Aktuelles aus Bürgerschaft: Afghanistan, Corona-Maßnahmen, Mobilitätswende

In der Aktuellen Stunde der gestrigen Bürgerschaftssitzung wurde zunächst die Situation in Afghanistan und die der Flüchtlinge debattiert.

Innensenator Andy Grote konnte dabei herausstellen, dass in den vergangenen Jahren sehr viel für afghanische Flüchtlinge getan worden ist. Mit 23.000 zugewanderten afghanischen Staatsangehörigen ist die Hamburger Community eine der größten in Deutschland.

Allen ist klar, dass es sich in Afghanistan um eine politische, militärische und humanitäre Katastrophe handelt. Insofern haben wir aktuell in Hamburg zunächst 254 Gerettete in Hamburg aufgenommen. Zudem hat Hamburg bis Ende August aufgrund von Hinweisen von hier lebenden Angehörigen und Flüchtlingsorganisationen die Namen von 524 schutzbedürftigen Menschen, die noch in Afghanistan sind, an das Auswärtige Amt gemeldet, das sich weiterhin um die Ausreise von Menschen bemüht.

Debattiert wurde auch die neue Corona-Eindämmungsverordnung, die die 2G-Option vorsieht, mit der Publikumseinrichtungen die Möglichkeit erhalten, ihre Angebote ausschließlich für Geimpfte und Genesene zur Verfügung zu stellen.

Zudem gilt weiterhin, dass sich Menschen, die sich impfen lassen können und es noch nicht getan haben, das jetzt möglichst tun sollten.
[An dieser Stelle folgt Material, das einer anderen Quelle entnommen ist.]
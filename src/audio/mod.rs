//! Audio decoding for the transcription engine.
//!
//! Whisper wants 16 kHz mono f32 samples; recordings arrive as M4A, MP3
//! or WAV. Symphonia handles the container/codec work, then we downmix
//! and resample.

use anyhow::{Context, Result};
use std::path::Path;
use symphonia::core::audio::SampleBuffer;
use symphonia::core::codecs::{DecoderOptions, CODEC_TYPE_NULL};
use symphonia::core::errors::Error as SymphoniaError;
use symphonia::core::formats::FormatOptions;
use symphonia::core::io::MediaSourceStream;
use symphonia::core::meta::MetadataOptions;
use symphonia::core::probe::Hint;

pub const WHISPER_SAMPLE_RATE: u32 = 16_000;

/// Decode an audio file to 16 kHz mono f32 samples.
pub fn decode_to_mono_16k(path: &Path) -> Result<Vec<f32>> {
    let file = std::fs::File::open(path)
        .with_context(|| format!("Failed to open audio file {}", path.display()))?;
    let mss = MediaSourceStream::new(Box::new(file), Default::default());

    let mut hint = Hint::new();
    if let Some(ext) = path.extension().and_then(|e| e.to_str()) {
        hint.with_extension(ext);
    }

    let probed = symphonia::default::get_probe()
        .format(
            &hint,
            mss,
            &FormatOptions::default(),
            &MetadataOptions::default(),
        )
        .context("Unrecognized audio container")?;
    let mut format = probed.format;

    let track = format
        .tracks()
        .iter()
        .find(|t| t.codec_params.codec != CODEC_TYPE_NULL)
        .context("No audio track found")?;
    let track_id = track.id;
    let source_rate = track.codec_params.sample_rate.unwrap_or(WHISPER_SAMPLE_RATE);
    let channels = track
        .codec_params
        .channels
        .map(|c| c.count())
        .unwrap_or(1)
        .max(1);

    let mut decoder = symphonia::default::get_codecs()
        .make(&track.codec_params, &DecoderOptions::default())
        .context("Unsupported audio codec")?;

    let mut mono: Vec<f32> = Vec::new();
    let mut sample_buf: Option<SampleBuffer<f32>> = None;

    loop {
        let packet = match format.next_packet() {
            Ok(p) => p,
            Err(SymphoniaError::IoError(e))
                if e.kind() == std::io::ErrorKind::UnexpectedEof =>
            {
                break;
            }
            Err(SymphoniaError::ResetRequired) => break,
            Err(e) => return Err(e).context("Failed to read audio packet"),
        };

        if packet.track_id() != track_id {
            continue;
        }

        match decoder.decode(&packet) {
            Ok(decoded) => {
                if sample_buf.is_none() {
                    let spec = *decoded.spec();
                    sample_buf = Some(SampleBuffer::<f32>::new(decoded.capacity() as u64, spec));
                }
                if let Some(buf) = sample_buf.as_mut() {
                    buf.copy_interleaved_ref(decoded);
                    // Downmix by averaging across channels
                    for frame in buf.samples().chunks(channels) {
                        let sum: f32 = frame.iter().sum();
                        mono.push(sum / frame.len() as f32);
                    }
                }
            }
            // A malformed packet is recoverable, skip it
            Err(SymphoniaError::DecodeError(_)) => continue,
            Err(e) => return Err(e).context("Failed to decode audio"),
        }
    }

    if mono.is_empty() {
        anyhow::bail!("No audio samples decoded from {}", path.display());
    }

    Ok(resample(mono, source_rate, WHISPER_SAMPLE_RATE))
}

/// Linear-interpolation resample. Identity when rates already match.
fn resample(samples: Vec<f32>, from: u32, to: u32) -> Vec<f32> {
    if from == to || samples.is_empty() {
        return samples;
    }

    let ratio = from as f64 / to as f64;
    let out_len = ((samples.len() as f64) / ratio).floor() as usize;
    let mut out = Vec::with_capacity(out_len);

    for i in 0..out_len {
        let pos = i as f64 * ratio;
        let idx = pos as usize;
        let frac = (pos - idx as f64) as f32;
        let a = samples[idx];
        let b = *samples.get(idx + 1).unwrap_or(&a);
        out.push(a + (b - a) * frac);
    }

    out
}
Im Herbst steht zu befürchten, dass es eine Corona-Welle der Ungeimpften geben könnte. Deshalb wird weiterhin alles dafür unternommen, wirklich allen für die Impfung geeigneten Menschen ein Impfangebot zu machen. Bislang habe sich 1,18 Millionen Hamburgerinnen und Hamburger impfen lassen, nach der Schießung des Impfzentrums werden dezentrale Angebote weiter vorangetrieben.

Mit der 2G-Option wird dem Umstand Rechnung getragen, dass 64 Prozent der Bevölkerung in der Stadt bereits vollständig geimpft sind. Zusammen mit den Genesenen hat diese Gruppe einen hohen individuellen Schutz vor Covid-19 und keinen wesentlichen Anteil am derzeitigen Infektionsgeschehen.

Auf Anmeldung unserer Fraktion wurde über die Mobilitätswende debattiert. Hintergrund: Der Bund hat kürzlich 181 Maßnahmen des Deutschland-Taktes für den Schienenverkehr in den vordringlichen Bedarf des Bundesverkehrswegeplans aufgenommen. Damit sollen die Fahrgastzahlen im Fernverkehr bis 2030 verdoppelt werden.

Hamburg ist leider bislang ein Engpass im Schienennetz, so dass es nunmehr in der Planung eine Verbesserung des Bahnknotens Hamburg geben soll. Dazu zählt der Ausbau des Hamburger Hauptbahnhofs, der unter anderem einen neuen S-Bahn-Tunnel mit Bahnsteig, den Umbau des südlichen Gleisvorfeldes sowie ein neues Gleis 15 – ebenfalls mit Bahnsteig – beinhaltet. Zudem sollen der eingleisige Engpass auf der Strecke nach Berlin beseitigt sowie der Verbindungsbahnentlastungstunnel für die Hamburger S-Bahn eine deutliche Steigerung der Kapazitäten auf der Verbindungsbahn im Regional- und Fernverkehr bringen.

Die nächste Bundesregierung wird sich der Umsetzung und Finanzierung des rund 40 Milliarden Euro teuren Deutschland-Taktes mit aller Kraft annehmen müssen. Spätestens dann wird sich zeigen, wie ernst man es mit der Mobilitätswende im Schienenverkehr wirklich meint.